The deal includes adding to the Airbnb website Accomable’s roughly 1,100 house and apartment listings that can accommodate guests with physical disabilities, the companies said. San Francisco-based Airbnb lists more than 4 million houses, apartments, rooms, boats and other accommodations that guests rent directly from the owners, and Airbnb takes a cut of the fee.
The companies declined to disclose the price and terms of the deal. The Accomable website, which is similar to Airbnb but only features properties accessible to people with disabilities, will be shut down in the coming months. Airbnb said it hired Accomable’s founders and most of its seven-person staff to build out Airbnb’s wheelchair-accessible housing inventory and provide more complete and accurate information to disabled travellers, who often rely on a hotel emailing pictures of a room to determine whether it is accessible.
Airbnb said it will add features so home owners can detail in their listings whether their homes have stairs or an elevator, doorways and bathrooms wide enough to fit a wheelchair and showers with handlebars or a chair.
Accomable co-founder Srin Madipalli, 31, started the company two years ago after quitting his job as a corporate lawyer and embarking on a five months of travel around the world. He said he repeatedly found that information about wheelchair accessibility at hotels was inaccurate.
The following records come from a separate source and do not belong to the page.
use bytes::BufMut;
use etherlight_core::types::{BlockBody, BlockHash, BlockHeader, BlockNumber};
use etherlight_rlp::{
    decode::RLPDecode,
    encode::RLPEncode,
    error::{RLPDecodeError, RLPEncodeError},
    structs::{Decoder, Encoder},
};

use crate::rlpx::{
    message::RLPxMessage,
    utils::{snappy_compress, snappy_decompress},
};

// A 32-byte hash is a 0-55 byte string for RLP, so its prefix is
// 0x80 + 32 = 0xa0 (160). Anything shorter is a block number.
pub const HASH_FIRST_BYTE_DECODER: u8 = 160;

#[derive(Debug, Clone, Copy, PartialEq, Eq)]
pub enum HashOrNumber {
    Hash(BlockHash),
    Number(BlockNumber),
}

impl From<BlockHash> for HashOrNumber {
    fn from(hash: BlockHash) -> Self {
        Self::Hash(hash)
    }
}

impl From<BlockNumber> for HashOrNumber {
    fn from(number: BlockNumber) -> Self {
        Self::Number(number)
    }
}

impl RLPEncode for HashOrNumber {
    fn encode(&self, buf: &mut dyn BufMut) {
        match self {
            HashOrNumber::Hash(hash) => hash.encode(buf),
            HashOrNumber::Number(number) => number.encode(buf),
        }
    }

    fn length(&self) -> usize {
        match self {
            HashOrNumber::Hash(hash) => hash.length(),
            HashOrNumber::Number(number) => number.length(),
        }
    }
}

impl RLPDecode for HashOrNumber {
    fn decode_unfinished(buf: &[u8]) -> Result<(Self, &[u8]), RLPDecodeError> {
        let first_byte = buf.first().ok_or(RLPDecodeError::InvalidLength)?;
        if *first_byte == HASH_FIRST_BYTE_DECODER {
            let (hash, rest) = BlockHash::decode_unfinished(buf)?;
            return Ok((Self::Hash(hash), rest));
        }

        let (number, rest) = u64::decode_unfinished(buf)?;
        Ok((Self::Number(number), rest))
    }
}

/// GetBlockHeaders (0x02): `[reqID, [start, maxHeaders, skip, reverse]]`.
#[derive(Debug, Clone)]
pub(crate) struct GetBlockHeaders {
    // id is chosen by us; the responding peer mirrors it back
    pub id: u64,
    pub start: HashOrNumber,
    pub limit: u64,
    pub skip: u64,
    pub reverse: bool,
}

impl GetBlockHeaders {
    pub fn new(id: u64, start: HashOrNumber, limit: u64, skip: u64, reverse: bool) -> Self {
        Self {
            id,
            start,
            limit,
            skip,
            reverse,
        }
    }
}

impl RLPxMessage for GetBlockHeaders {
    fn encode(&self, buf: &mut dyn BufMut) -> Result<(), RLPEncodeError> {
        let mut query = vec![];
        Encoder::new(&mut query)
            .encode_field(&self.start)
            .encode_field(&self.limit)
            .encode_field(&self.skip)
            .encode_field(&self.reverse)
            .finish();

        let mut encoded_data = vec![];
        Encoder::new(&mut encoded_data)
            .encode_field(&self.id)
            .encode_raw(&query)
            .finish();

        let msg_data = snappy_compress(encoded_data)?;
        buf.put_slice(&msg_data);
        Ok(())
    }

    fn decode(msg_data: &[u8]) -> Result<Self, RLPDecodeError> {
        let decompressed_data = snappy_decompress(msg_data)?;
        let decoder = Decoder::new(&decompressed_data)?;
        let (id, decoder): (u64, _) = decoder.decode_field("reqID")?;
        let ((start, limit, skip, reverse), _): ((HashOrNumber, u64, u64, bool), _) =
            decoder.decode_field("query")?;
        Ok(Self::new(id, start, limit, skip, reverse))
    }
}

/// BlockHeaders (0x03): `[reqID, BV, headers]`.
#[derive(Debug)]
pub(crate) struct BlockHeaders {
    pub id: u64,
    pub bv: u64,
    pub headers: Vec<BlockHeader>,
}

impl BlockHeaders {
    pub fn new(id: u64, bv: u64, headers: Vec<BlockHeader>) -> Self {
        Self { id, bv, headers }
    }
}

impl RLPxMessage for BlockHeaders {
    fn encode(&self, buf: &mut dyn BufMut) -> Result<(), RLPEncodeError> {
        let mut encoded_data = vec![];
        Encoder::new(&mut encoded_data)
            .encode_field(&self.id)
            .encode_field(&self.bv)
            .encode_field(&self.headers)
            .finish();
        let msg_data = snappy_compress(encoded_data)?;
        buf.put_slice(&msg_data);
        Ok(())
    }

    fn decode(msg_data: &[u8]) -> Result<Self, RLPDecodeError> {
        let decompressed_data = snappy_decompress(msg_data)?;
        let decoder = Decoder::new(&decompressed_data)?;
        let (id, decoder): (u64, _) = decoder.decode_field("reqID")?;
        let (bv, decoder): (u64, _) = decoder.decode_field("BV")?;
        let (headers, _): (Vec<BlockHeader>, _) = decoder.decode_field("headers")?;

        Ok(Self::new(id, bv, headers))
    }
}

/// GetBlockBodies (0x04): `[reqID, [hash...]]`.
#[derive(Debug, Clone)]
pub(crate) struct GetBlockBodies {
    pub id: u64,
    pub block_hashes: Vec<BlockHash>,
}

impl GetBlockBodies {
    pub fn new(id: u64, block_hashes: Vec<BlockHash>) -> Self {
        Self { block_hashes, id }
    }
}

impl RLPxMessage for GetBlockBodies {
    fn encode(&self, buf: &mut dyn BufMut) -> Result<(), RLPEncodeError> {
        let mut encoded_data = vec![];
        Encoder::new(&mut encoded_data)
            .encode_field(&self.id)
            .encode_field(&self.block_hashes)
            .finish();

        let msg_data = snappy_compress(encoded_data)?;
        buf.put_slice(&msg_data);
        Ok(())
    }

    fn decode(msg_data: &[u8]) -> Result<Self, RLPDecodeError> {
        let decompressed_data = snappy_decompress(msg_data)?;
        let decoder = Decoder::new(&decompressed_data)?;
        let (id, decoder): (u64, _) = decoder.decode_field("reqID")?;
        let (block_hashes, _): (Vec<BlockHash>, _) = decoder.decode_field("blockHashes")?;

        Ok(Self::new(id, block_hashes))
    }
}

/// BlockBodies (0x05): `[reqID, BV, [body...]]`, bodies in request order.
#[derive(Debug)]
pub(crate) struct BlockBodies {
    pub id: u64,
    pub bv: u64,
    pub bodies: Vec<BlockBody>,
}

impl BlockBodies {
    pub fn new(id: u64, bv: u64, bodies: Vec<BlockBody>) -> Self {
        Self { id, bv, bodies }
    }
}

impl RLPxMessage for BlockBodies {
    fn encode(&self, buf: &mut dyn BufMut) -> Result<(), RLPEncodeError> {
        let mut encoded_data = vec![];
        Encoder::new(&mut encoded_data)
            .encode_field(&self.id)
            .encode_field(&self.bv)
            .encode_field(&self.bodies)
            .finish();

        let msg_data = snappy_compress(encoded_data)?;
        buf.put_slice(&msg_data);
        Ok(())
    }

    fn decode(msg_data: &[u8]) -> Result<Self, RLPDecodeError> {
        let decompressed_data = snappy_decompress(msg_data)?;
        let decoder = Decoder::new(&decompressed_data)?;
        let (id, decoder): (u64, _) = decoder.decode_field("reqID")?;
        let (bv, decoder): (u64, _) = decoder.decode_field("BV")?;
        let (bodies, _): (Vec<BlockBody>, _) = decoder.decode_field("bodies")?;

        Ok(Self::new(id, bv, bodies))
    }
}

#[cfg(test)]
mod tests {
    use super::*;

    #[test]
    fn get_block_headers_start_number_roundtrip() {
        let request = GetBlockHeaders::new(1, HashOrNumber::Number(4_732_522), 3, 0, false);

        let mut buf = Vec::new();
        request.encode(&mut buf).unwrap();

        let decoded = GetBlockHeaders::decode(&buf).unwrap();
        assert_eq!(decoded.id, 1);
        assert_eq!(decoded.start, HashOrNumber::Number(4_732_522));
        assert_eq!(decoded.limit, 3);
        assert_eq!(decoded.skip, 0);
        assert!(!decoded.reverse);
    }

    #[test]
    fn get_block_headers_start_hash_roundtrip() {
        let request =
            GetBlockHeaders::new(7, HashOrNumber::Hash(BlockHash::from([1; 32])), 2, 1, true);

        let mut buf = Vec::new();
        request.encode(&mut buf).unwrap();

        let decoded = GetBlockHeaders::decode(&buf).unwrap();
        assert_eq!(decoded.id, 7);
        assert_eq!(decoded.start, HashOrNumber::Hash(BlockHash::from([1; 32])));
        assert_eq!(decoded.skip, 1);
        assert!(decoded.reverse);
    }

    #[test]
    fn block_headers_roundtrip() {
        let headers = vec![BlockHeader::default(), BlockHeader::default()];
        let response = BlockHeaders::new(1, 150_000, headers.clone());

        let mut buf = Vec::new();
        response.encode(&mut buf).unwrap();

        let decoded = BlockHeaders::decode(&buf).unwrap();
        assert_eq!(decoded.id, 1);
        assert_eq!(decoded.bv, 150_000);
        assert_eq!(decoded.headers, headers);
    }

    #[test]
    fn get_block_bodies_roundtrip() {
        let hashes = vec![
            BlockHash::from([0; 32]),
            BlockHash::from([1; 32]),
            BlockHash::from([2; 32]),
        ];
        let request = GetBlockBodies::new(1, hashes.clone());

        let mut buf = Vec::new();
        request.encode(&mut buf).unwrap();

        let decoded = GetBlockBodies::decode(&buf).unwrap();
        assert_eq!(decoded.id, 1);
        assert_eq!(decoded.block_hashes, hashes);
    }

    #[test]
    fn block_bodies_empty_roundtrip() {
        let response = BlockBodies::new(1, 0, vec![]);

        let mut buf = Vec::new();
        response.encode(&mut buf).unwrap();

        let decoded = BlockBodies::decode(&buf).unwrap();
        assert_eq!(decoded.id, 1);
        assert!(decoded.bodies.is_empty());
    }
}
“You’d turn up to places and the shower was tiny or there was a step to get in,” he said. “You have to somehow improvise for the night and find a way to not properly use the bathroom. It’s just really humiliating and embarrassing.”
Madipalli was born with spinal muscular atrophy, which left him without use of his legs and limited use of his arms.
Accomable had lots of interested travelers but not enough cash or staff to build out the inventory, Madipalli said. The site was only able to fulfil about 5 to 10 percent of booking requests. He raised nearly $400,000 from investors.
“We see the need every day, which is why we wanted to team up with a bigger player,” Madipalli said.
Madipalli said he has never used Airbnb because of the lack of wheelchair-accessible rentals.
“But I look forward to trying it out,” he said.